▶ _EXERCISE BRIEF_: Output the material exactly, with every line intact.

◆ ◆ ◆

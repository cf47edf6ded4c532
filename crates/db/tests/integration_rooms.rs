//! Integration-Tests fuer RoomRepository (In-Memory SQLite)

use sprechraum_db::{DbError, RoomRepository, SqliteDb};

async fn db() -> SqliteDb {
    SqliteDb::in_memory()
        .await
        .expect("In-Memory DB konnte nicht erstellt werden")
}

#[tokio::test]
async fn raum_erstellen_und_laden() {
    let db = db().await;

    db.create_room("Musik", Some("geheim")).await.unwrap();
    db.create_room("Allgemein", None).await.unwrap();

    let raeume = db.load_rooms().await.unwrap();
    let namen: Vec<_> = raeume.iter().map(|r| r.name.as_str()).collect();
    assert_eq!(namen, vec!["Allgemein", "Musik"]);

    let musik = &raeume[1];
    assert_eq!(musik.password.as_deref(), Some("geheim"));
    assert!(musik.members.is_empty());
}

#[tokio::test]
async fn doppelter_raum_ist_eindeutigkeitsfehler() {
    let db = db().await;

    db.create_room("Musik", None).await.unwrap();
    let err = db.create_room("Musik", None).await.unwrap_err();
    assert!(matches!(err, DbError::Eindeutigkeit(_)));
    assert!(err.ist_eindeutigkeit());
}

#[tokio::test]
async fn ensure_room_ist_idempotent() {
    let db = db().await;

    db.ensure_room("Spontan").await.unwrap();
    db.ensure_room("Spontan").await.unwrap();
    assert_eq!(db.load_rooms().await.unwrap().len(), 1);
}

#[tokio::test]
async fn passwort_setzen_und_entfernen() {
    let db = db().await;

    db.create_room("Musik", None).await.unwrap();
    db.update_room_password("Musik", Some("pw")).await.unwrap();
    assert_eq!(
        db.load_rooms().await.unwrap()[0].password.as_deref(),
        Some("pw")
    );

    db.update_room_password("Musik", None).await.unwrap();
    assert!(db.load_rooms().await.unwrap()[0].password.is_none());

    assert!(matches!(
        db.update_room_password("Fehlt", None).await,
        Err(DbError::NichtGefunden(_))
    ));
}

#[tokio::test]
async fn raum_loeschen() {
    let db = db().await;

    db.create_room("Musik", None).await.unwrap();
    db.delete_room("Musik").await.unwrap();
    assert!(db.load_rooms().await.unwrap().is_empty());
    assert!(matches!(
        db.delete_room("Musik").await,
        Err(DbError::NichtGefunden(_))
    ));
}

#[tokio::test]
async fn mitglieder_persistieren_und_leeren() {
    let db = db().await;

    db.create_room("Lobby", None).await.unwrap();
    db.create_room("Leer", None).await.unwrap();
    db.persist_room_membership("Lobby", &["uid-a".to_string(), "uid-b".to_string()])
        .await
        .unwrap();

    let lobby = db
        .load_rooms()
        .await
        .unwrap()
        .into_iter()
        .find(|r| r.name == "Lobby")
        .unwrap();
    assert_eq!(lobby.members, vec!["uid-a", "uid-b"]);

    assert_eq!(db.clear_room_memberships().await.unwrap(), 1);
    assert!(db.load_rooms().await.unwrap().iter().all(|r| r.members.is_empty()));
}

◆ ◆ ◆

▶ _SOLUTION TO THIS EXERCISE_:
repository cf47edf6ded4c532
filename crates/db/tests/integration_rooms.rs
//! Integration-Tests fuer RoomRepository (In-Memory SQLite)

use sprechraum_db::{DbError, RoomRepository, SqliteDb};

async fn db() -> SqliteDb {
    SqliteDb::in_memory()
        .await
        .expect("In-Memory DB konnte nicht erstellt werden")
}

#[tokio::test]
async fn raum_erstellen_und_laden() {
    let db = db().await;

    db.create_room("Musik", Some("geheim")).await.unwrap();
    db.create_room("Allgemein", None).await.unwrap();

    let raeume = db.load_rooms().await.unwrap();
    let namen: Vec<_> = raeume.iter().map(|r| r.name.as_str()).collect();
    assert_eq!(namen, vec!["Allgemein", "Musik"]);

    let musik = &raeume[1];
    assert_eq!(musik.password.as_deref(), Some("geheim"));
    assert!(musik.members.is_empty());
}

#[tokio::test]
async fn doppelter_raum_ist_eindeutigkeitsfehler() {
    let db = db().await;

    db.create_room("Musik", None).await.unwrap();
    let err = db.create_room("Musik", None).await.unwrap_err();
    assert!(matches!(err, DbError::Eindeutigkeit(_)));
    assert!(err.ist_eindeutigkeit());
}

#[tokio::test]
async fn ensure_room_ist_idempotent() {
    let db = db().await;

    db.ensure_room("Spontan").await.unwrap();
    db.ensure_room("Spontan").await.unwrap();
    assert_eq!(db.load_rooms().await.unwrap().len(), 1);
}

#[tokio::test]
async fn passwort_setzen_und_entfernen() {
    let db = db().await;

    db.create_room("Musik", None).await.unwrap();
    db.update_room_password("Musik", Some("pw")).await.unwrap();
    assert_eq!(
        db.load_rooms().await.unwrap()[0].password.as_deref(),
        Some("pw")
    );

    db.update_room_password("Musik", None).await.unwrap();
    assert!(db.load_rooms().await.unwrap()[0].password.is_none());

    assert!(matches!(
        db.update_room_password("Fehlt", None).await,
        Err(DbError::NichtGefunden(_))
    ));
}

#[tokio::test]
async fn raum_loeschen() {
    let db = db().await;

    db.create_room("Musik", None).await.unwrap();
    db.delete_room("Musik").await.unwrap();
    assert!(db.load_rooms().await.unwrap().is_empty());
    assert!(matches!(
        db.delete_room("Musik").await,
        Err(DbError::NichtGefunden(_))
    ));
}

#[tokio::test]
async fn mitglieder_persistieren_und_leeren() {
    let db = db().await;

    db.create_room("Lobby", None).await.unwrap();
    db.create_room("Leer", None).await.unwrap();
    db.persist_room_membership("Lobby", &["uid-a".to_string(), "uid-b".to_string()])
        .await
        .unwrap();

    let lobby = db
        .load_rooms()
        .await
        .unwrap()
        .into_iter()
        .find(|r| r.name == "Lobby")
        .unwrap();
    assert_eq!(lobby.members, vec!["uid-a", "uid-b"]);

    assert_eq!(db.clear_room_memberships().await.unwrap(), 1);
    assert!(db.load_rooms().await.unwrap().iter().all(|r| r.members.is_empty()));
}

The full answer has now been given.